══ SOURCE DATA ══

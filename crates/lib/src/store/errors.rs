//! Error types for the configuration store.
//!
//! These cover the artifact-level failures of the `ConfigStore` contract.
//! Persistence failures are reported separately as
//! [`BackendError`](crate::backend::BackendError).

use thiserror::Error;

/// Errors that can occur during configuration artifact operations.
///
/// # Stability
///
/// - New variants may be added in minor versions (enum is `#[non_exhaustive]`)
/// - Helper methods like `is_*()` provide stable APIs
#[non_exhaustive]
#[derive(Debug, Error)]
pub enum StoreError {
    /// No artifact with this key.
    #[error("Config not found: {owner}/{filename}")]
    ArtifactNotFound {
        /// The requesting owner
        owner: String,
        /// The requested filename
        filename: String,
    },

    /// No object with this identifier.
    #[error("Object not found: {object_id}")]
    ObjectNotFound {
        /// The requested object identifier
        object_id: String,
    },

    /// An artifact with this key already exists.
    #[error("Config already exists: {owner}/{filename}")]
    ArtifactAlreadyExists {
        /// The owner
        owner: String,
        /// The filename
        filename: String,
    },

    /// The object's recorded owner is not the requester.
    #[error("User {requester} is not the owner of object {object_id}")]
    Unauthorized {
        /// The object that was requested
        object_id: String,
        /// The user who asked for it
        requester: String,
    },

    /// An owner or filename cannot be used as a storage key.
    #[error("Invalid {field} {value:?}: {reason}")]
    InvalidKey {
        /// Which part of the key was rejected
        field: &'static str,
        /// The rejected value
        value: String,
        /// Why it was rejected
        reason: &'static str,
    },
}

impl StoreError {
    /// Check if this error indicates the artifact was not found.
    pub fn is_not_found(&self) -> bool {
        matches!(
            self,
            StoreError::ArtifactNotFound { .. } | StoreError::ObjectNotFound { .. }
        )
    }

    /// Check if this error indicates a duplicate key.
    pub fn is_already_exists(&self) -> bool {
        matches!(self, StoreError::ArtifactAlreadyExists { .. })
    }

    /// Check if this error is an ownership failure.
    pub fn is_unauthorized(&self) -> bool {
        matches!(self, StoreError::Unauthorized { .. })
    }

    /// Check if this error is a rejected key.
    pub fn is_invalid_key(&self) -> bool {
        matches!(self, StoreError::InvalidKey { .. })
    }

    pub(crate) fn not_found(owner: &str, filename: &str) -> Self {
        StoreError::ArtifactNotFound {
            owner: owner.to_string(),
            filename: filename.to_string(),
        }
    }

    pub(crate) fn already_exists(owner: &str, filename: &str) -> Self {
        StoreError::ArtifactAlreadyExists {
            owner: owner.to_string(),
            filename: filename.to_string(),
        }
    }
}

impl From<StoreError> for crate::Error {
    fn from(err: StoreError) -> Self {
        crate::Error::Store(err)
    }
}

═══

TASK PROMPT:
Going line by line through the data, tally each one that includes the string "identifier", and answer with the tally only.

TASK ANSWER:
2